- _Data for this exercise_:
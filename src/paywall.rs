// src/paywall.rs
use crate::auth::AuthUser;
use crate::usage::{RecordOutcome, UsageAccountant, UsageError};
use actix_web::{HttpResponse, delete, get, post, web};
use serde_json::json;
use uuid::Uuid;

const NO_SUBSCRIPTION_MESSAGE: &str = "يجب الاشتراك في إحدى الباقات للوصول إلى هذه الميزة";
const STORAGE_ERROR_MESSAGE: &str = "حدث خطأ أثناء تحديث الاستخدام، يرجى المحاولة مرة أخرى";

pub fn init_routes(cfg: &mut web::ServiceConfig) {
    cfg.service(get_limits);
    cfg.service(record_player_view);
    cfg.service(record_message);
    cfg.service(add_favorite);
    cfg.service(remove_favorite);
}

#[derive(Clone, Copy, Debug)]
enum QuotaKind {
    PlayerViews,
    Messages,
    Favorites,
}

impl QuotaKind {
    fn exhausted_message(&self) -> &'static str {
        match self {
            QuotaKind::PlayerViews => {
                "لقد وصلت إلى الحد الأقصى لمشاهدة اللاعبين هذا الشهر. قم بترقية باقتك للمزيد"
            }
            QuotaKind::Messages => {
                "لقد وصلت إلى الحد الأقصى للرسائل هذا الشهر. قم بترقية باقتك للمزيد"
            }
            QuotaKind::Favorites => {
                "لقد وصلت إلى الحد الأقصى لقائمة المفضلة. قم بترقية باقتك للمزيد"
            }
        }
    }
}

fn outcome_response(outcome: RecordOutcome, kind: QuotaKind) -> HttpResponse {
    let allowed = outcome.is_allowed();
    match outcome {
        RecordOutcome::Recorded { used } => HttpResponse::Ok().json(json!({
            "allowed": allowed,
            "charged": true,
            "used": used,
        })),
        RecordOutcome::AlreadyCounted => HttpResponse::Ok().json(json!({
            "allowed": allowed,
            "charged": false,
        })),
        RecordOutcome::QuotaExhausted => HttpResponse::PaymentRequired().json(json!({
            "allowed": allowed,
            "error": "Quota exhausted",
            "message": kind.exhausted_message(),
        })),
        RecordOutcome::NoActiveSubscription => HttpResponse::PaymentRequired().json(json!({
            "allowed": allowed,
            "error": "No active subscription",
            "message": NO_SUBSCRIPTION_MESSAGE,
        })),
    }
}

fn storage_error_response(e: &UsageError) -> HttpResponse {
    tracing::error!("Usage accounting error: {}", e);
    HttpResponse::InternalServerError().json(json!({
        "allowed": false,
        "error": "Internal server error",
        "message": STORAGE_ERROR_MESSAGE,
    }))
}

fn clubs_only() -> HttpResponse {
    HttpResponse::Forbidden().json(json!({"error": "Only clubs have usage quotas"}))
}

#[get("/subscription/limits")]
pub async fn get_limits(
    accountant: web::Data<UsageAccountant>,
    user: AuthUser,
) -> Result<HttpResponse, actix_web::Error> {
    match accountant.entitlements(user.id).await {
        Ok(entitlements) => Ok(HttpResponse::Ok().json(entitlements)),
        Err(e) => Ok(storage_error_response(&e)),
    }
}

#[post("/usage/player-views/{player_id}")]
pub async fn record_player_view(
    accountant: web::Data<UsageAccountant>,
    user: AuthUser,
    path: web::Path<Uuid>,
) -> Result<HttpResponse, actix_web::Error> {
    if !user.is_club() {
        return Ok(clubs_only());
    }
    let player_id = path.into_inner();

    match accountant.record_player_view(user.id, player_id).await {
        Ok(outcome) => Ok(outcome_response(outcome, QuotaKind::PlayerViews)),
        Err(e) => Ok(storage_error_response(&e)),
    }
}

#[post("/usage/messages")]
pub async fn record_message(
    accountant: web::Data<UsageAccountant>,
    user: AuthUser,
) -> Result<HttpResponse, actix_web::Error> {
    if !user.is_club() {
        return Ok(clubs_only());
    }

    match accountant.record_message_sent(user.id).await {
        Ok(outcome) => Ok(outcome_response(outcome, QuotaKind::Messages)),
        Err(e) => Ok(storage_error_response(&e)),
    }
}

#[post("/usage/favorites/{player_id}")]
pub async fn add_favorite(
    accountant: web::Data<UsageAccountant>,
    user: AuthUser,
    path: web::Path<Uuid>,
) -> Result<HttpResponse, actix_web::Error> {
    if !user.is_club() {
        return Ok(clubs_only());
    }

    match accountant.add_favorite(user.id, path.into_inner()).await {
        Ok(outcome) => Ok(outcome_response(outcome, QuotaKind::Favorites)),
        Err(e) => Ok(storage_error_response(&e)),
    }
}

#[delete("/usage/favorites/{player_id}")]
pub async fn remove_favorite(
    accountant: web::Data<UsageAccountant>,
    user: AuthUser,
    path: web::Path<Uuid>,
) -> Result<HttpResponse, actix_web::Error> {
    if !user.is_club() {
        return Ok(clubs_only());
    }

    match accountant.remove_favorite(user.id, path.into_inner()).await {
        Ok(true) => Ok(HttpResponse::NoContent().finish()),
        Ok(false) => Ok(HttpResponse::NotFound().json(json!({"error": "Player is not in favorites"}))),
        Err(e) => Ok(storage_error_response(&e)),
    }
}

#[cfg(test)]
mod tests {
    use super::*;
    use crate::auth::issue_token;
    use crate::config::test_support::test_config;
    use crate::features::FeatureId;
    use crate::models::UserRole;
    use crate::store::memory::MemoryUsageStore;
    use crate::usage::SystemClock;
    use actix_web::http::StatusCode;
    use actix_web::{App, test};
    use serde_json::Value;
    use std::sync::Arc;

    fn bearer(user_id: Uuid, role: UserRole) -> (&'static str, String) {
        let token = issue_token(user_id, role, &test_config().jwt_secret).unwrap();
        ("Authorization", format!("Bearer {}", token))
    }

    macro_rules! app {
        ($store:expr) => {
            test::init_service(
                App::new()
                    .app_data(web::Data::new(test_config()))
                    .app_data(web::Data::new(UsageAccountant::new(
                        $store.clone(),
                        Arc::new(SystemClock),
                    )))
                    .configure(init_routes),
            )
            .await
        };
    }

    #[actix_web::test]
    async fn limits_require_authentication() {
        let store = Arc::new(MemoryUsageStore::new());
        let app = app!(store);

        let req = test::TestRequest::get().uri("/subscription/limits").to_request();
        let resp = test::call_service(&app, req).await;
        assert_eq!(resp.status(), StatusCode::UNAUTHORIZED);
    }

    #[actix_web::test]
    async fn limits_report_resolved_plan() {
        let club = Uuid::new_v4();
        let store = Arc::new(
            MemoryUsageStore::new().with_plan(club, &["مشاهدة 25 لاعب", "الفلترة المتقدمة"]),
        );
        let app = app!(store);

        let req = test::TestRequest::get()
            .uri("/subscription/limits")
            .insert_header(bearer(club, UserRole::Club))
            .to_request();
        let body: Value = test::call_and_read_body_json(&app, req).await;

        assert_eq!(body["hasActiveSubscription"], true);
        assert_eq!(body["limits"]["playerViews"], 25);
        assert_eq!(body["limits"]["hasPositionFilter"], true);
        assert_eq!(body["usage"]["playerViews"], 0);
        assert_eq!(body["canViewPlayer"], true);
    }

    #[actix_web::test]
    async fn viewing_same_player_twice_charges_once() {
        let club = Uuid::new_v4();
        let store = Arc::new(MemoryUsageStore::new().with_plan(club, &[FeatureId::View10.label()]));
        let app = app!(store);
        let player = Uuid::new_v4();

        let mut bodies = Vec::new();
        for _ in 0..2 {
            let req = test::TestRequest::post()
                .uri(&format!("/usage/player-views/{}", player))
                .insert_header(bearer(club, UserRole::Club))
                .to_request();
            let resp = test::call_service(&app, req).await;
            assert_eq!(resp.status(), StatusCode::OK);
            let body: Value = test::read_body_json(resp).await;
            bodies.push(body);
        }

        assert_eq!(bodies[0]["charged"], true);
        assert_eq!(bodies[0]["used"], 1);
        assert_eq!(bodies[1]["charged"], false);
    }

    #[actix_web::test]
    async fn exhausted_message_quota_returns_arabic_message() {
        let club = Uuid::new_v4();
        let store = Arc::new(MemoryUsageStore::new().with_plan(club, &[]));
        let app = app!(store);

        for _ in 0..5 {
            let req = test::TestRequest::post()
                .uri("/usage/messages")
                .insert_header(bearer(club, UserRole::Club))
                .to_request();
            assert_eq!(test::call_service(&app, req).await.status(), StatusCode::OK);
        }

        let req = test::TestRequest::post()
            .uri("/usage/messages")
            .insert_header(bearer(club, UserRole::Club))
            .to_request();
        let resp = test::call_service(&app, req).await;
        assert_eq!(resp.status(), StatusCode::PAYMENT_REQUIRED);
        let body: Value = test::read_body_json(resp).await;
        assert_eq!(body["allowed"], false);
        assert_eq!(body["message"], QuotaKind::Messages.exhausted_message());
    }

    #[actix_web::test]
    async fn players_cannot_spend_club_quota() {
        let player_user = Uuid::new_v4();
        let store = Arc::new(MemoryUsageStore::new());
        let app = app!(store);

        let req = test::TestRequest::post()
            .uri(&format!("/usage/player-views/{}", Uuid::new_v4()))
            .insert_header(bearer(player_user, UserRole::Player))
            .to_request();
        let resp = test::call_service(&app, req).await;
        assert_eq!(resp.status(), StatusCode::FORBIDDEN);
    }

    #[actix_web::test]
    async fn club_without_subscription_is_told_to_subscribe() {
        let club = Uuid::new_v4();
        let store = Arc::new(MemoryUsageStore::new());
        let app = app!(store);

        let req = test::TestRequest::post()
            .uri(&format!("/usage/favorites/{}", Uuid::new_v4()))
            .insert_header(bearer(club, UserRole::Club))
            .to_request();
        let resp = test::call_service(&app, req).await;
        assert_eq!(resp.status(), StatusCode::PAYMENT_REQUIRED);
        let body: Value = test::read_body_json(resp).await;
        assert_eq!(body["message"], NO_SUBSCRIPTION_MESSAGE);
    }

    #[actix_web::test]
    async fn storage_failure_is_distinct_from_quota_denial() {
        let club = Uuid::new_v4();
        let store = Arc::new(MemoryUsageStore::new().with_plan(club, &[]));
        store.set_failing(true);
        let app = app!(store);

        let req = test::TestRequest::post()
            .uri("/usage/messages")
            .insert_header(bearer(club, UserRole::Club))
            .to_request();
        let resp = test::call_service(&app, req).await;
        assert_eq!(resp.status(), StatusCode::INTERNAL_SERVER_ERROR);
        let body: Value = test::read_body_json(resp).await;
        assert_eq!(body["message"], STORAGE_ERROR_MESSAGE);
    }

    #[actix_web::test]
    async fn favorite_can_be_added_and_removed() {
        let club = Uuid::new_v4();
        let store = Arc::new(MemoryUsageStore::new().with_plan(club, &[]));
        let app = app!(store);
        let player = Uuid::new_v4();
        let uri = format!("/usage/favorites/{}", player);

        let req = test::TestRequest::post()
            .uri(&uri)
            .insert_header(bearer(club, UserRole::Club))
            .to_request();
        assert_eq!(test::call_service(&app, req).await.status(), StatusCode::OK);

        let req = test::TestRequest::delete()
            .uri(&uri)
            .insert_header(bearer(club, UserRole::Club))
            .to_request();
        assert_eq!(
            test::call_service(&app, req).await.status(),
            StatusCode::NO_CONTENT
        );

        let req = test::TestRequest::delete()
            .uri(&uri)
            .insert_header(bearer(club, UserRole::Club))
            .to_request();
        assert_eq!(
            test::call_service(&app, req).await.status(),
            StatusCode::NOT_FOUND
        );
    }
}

- _Exercise requirements_:
The answer must hold exactly the lines of the entries above, from the first line through the line that contains "use uuid::Uuid;", and no others.

- _Answer box_:
filename src/paywall.rs
// src/paywall.rs
use crate::auth::AuthUser;
use crate::usage::{RecordOutcome, UsageAccountant, UsageError};
use actix_web::{HttpResponse, delete, get, post, web};
use serde_json::json;
use uuid::Uuid;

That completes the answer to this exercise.